Prior to an end of the season series against Wichita State, Schrage said he got a bit too cocky and told an Omaha newspaper that, "If water covers two thirds of the earth, I cover the other third." The following day, Carter hit a homerun as far as any other Schrage had ever seen. At the end of the inning, the humbled center fielder came off the field to quite a bit of jeering.

"Wichita always had boisterous fans and when I was running off the field they were all yelling at me 'Schrage, did that one land in the Atlantic?'"

Schrage said he never considered being a coach until Hendry brought up the idea at the end of his final season at Creighton. Though, Schrage admitted, "I heard that as him saying I wasn't going to get drafted."

Schrage still talks with Hendry, and joked that he was disappointed that he is yet to be invited to sing the seventh inning stretch at Wrigley Field where he first attended a professional game with his grandfather.

Upon graduating from Creighton, Schrage went to St.
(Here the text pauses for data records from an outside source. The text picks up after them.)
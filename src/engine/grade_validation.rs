// ==========================================
// 成绩核算与评审引擎 - 成绩校验与台账状态机
// ==========================================
// 职责: 成绩区间/存在性检查, Draft/Validated/Locked 迁移规则
// 红线: 无状态、无 I/O; 校验问题作为数据写入记录,不抛出
// 红线: 每条拒绝都必须输出 reason
// ==========================================

use crate::config::ResultsPolicy;
use crate::domain::grade::{GradeIssue, GradeIssueCode, GradeRecord};
use crate::domain::types::RecordState;
use chrono::NaiveDateTime;

// ==========================================
// ScoreCheck - 单个成绩的检查结果
// ==========================================
#[derive(Debug, Clone, PartialEq)]
pub struct ScoreCheck {
    /// 可写入的成绩 (越界/非数值时为 None)
    pub accepted: Option<f64>,
    pub issues: Vec<GradeIssue>,
}

impl ScoreCheck {
    pub fn is_clean(&self) -> bool {
        self.accepted.is_some() && self.issues.is_empty()
    }
}

// ==========================================
// GradeValidationEngine
// ==========================================
#[derive(Debug, Clone, Copy)]
pub struct GradeValidationEngine {
    score_min: f64,
    score_max: f64,
}

impl Default for GradeValidationEngine {
    fn default() -> Self {
        Self::new(&ResultsPolicy::default())
    }
}

impl GradeValidationEngine {
    pub fn new(policy: &ResultsPolicy) -> Self {
        Self {
            score_min: policy.score_min,
            score_max: policy.score_max,
        }
    }

    /// 检查数值成绩
    ///
    /// # 规则
    /// - None → MissingScore
    /// - NaN → NotANumber
    /// - 超出 [score_min, score_max] → OutOfRange, 成绩不写入
    pub fn check_score(&self, score: Option<f64>) -> ScoreCheck {
        match score {
            None => ScoreCheck {
                accepted: None,
                issues: vec![GradeIssue::missing_score()],
            },
            Some(v) if v.is_nan() => ScoreCheck {
                accepted: None,
                issues: vec![GradeIssue::not_a_number("NaN")],
            },
            Some(v) if v < self.score_min || v > self.score_max => ScoreCheck {
                accepted: None,
                issues: vec![GradeIssue::out_of_range(v, self.score_min, self.score_max)],
            },
            Some(v) => ScoreCheck {
                accepted: Some(v),
                issues: Vec::new(),
            },
        }
    }

    /// 检查原始文本成绩 (导入场景)
    ///
    /// 空串/"ABS" 视为缺失; 接受逗号小数 ("12,5")
    pub fn check_raw(&self, raw: &str) -> ScoreCheck {
        let trimmed = raw.trim();
        if trimmed.is_empty() || trimmed.eq_ignore_ascii_case("abs") {
            return self.check_score(None);
        }

        match trimmed.replace(',', ".").parse::<f64>() {
            Ok(v) => self.check_score(Some(v)),
            Err(_) => ScoreCheck {
                accepted: None,
                issues: vec![GradeIssue::not_a_number(trimmed)],
            },
        }
    }

    /// 将检查结果写入记录
    ///
    /// # 规则
    /// - Locked → 拒绝 (需先解锁)
    /// - Validated → 回到 Draft (成绩变动后须重新校验)
    /// - Draft → 保持 Draft
    pub fn apply_score(
        &self,
        record: &mut GradeRecord,
        check: ScoreCheck,
        actor: &str,
        now: NaiveDateTime,
    ) -> Result<(), String> {
        if record.is_locked() {
            return Err(format!("记录 {} 已锁定, 需先解锁", record.key));
        }

        record.score = check.accepted;
        record.issues = check.issues;
        record.state = RecordState::Draft;
        record.updated_by = Some(actor.to_string());
        record.updated_at = now;
        Ok(())
    }

    // ==========================================
    // 批量迁移检查 (供 compare-and-set 使用)
    // ==========================================

    /// Draft/Validated → Validated 的阻断原因
    pub fn validation_blocker(record: &GradeRecord) -> Option<String> {
        if record.is_locked() {
            return Some("记录已锁定".to_string());
        }
        if record.score.is_none() {
            return Some("成绩缺失".to_string());
        }
        if !record.issues.is_empty() {
            let codes: Vec<&str> = record.issues.iter().map(|i| issue_code_str(i.code)).collect();
            return Some(format!("存在校验问题: {}", codes.join(",")));
        }
        None
    }

    /// Validated → Locked 的阻断原因
    pub fn lock_blocker(record: &GradeRecord) -> Option<String> {
        if record.is_validated() {
            None
        } else {
            Some(format!("状态为 {}, 需为 VALIDATED", record.state))
        }
    }

    /// Locked → Draft 的阻断原因
    pub fn unlock_blocker(record: &GradeRecord) -> Option<String> {
        if record.is_locked() {
            None
        } else {
            Some(format!("状态为 {}, 未锁定", record.state))
        }
    }

    /// 执行迁移 (调用方已通过对应 blocker 检查)
    pub fn transition(record: &mut GradeRecord, to: RecordState, actor: &str, now: NaiveDateTime) {
        record.state = to;
        record.updated_by = Some(actor.to_string());
        record.updated_at = now;
    }
}

fn issue_code_str(code: GradeIssueCode) -> &'static str {
    match code {
        GradeIssueCode::MissingScore => "MISSING_SCORE",
        GradeIssueCode::OutOfRange => "OUT_OF_RANGE",
        GradeIssueCode::NotANumber => "NOT_A_NUMBER",
    }
}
Thomas where he got a master's degree and began his coaching career as a graduate assistant. Since then he's coached at Creighton, Waldorf Junior College, University of Northern Iowa, Northern Illinois University, and Evansville University. In 2006, Schrage was tapped to be the skipper at Notre Dame. On a personal level, it was a rough first year for Schrage at the University. His wife, Jody, died of cancer.

Schrage said he was able to manage the year with an incredible amount of support from the Notre Dame community, a place he said coaching at is "a dream come true."

Krawchuk and Planek both believe that Notre Dame couldn't have made a better choice to guide its program.

"He has a love for the game and done all the right things. He is a great recruiter and taken programs to great places once he has a year or two," Krawchuk opined.

Planek added, "He entered coaching baseball because he is an excellent teacher. But, as good of a coach as he is, Dave is a better guy."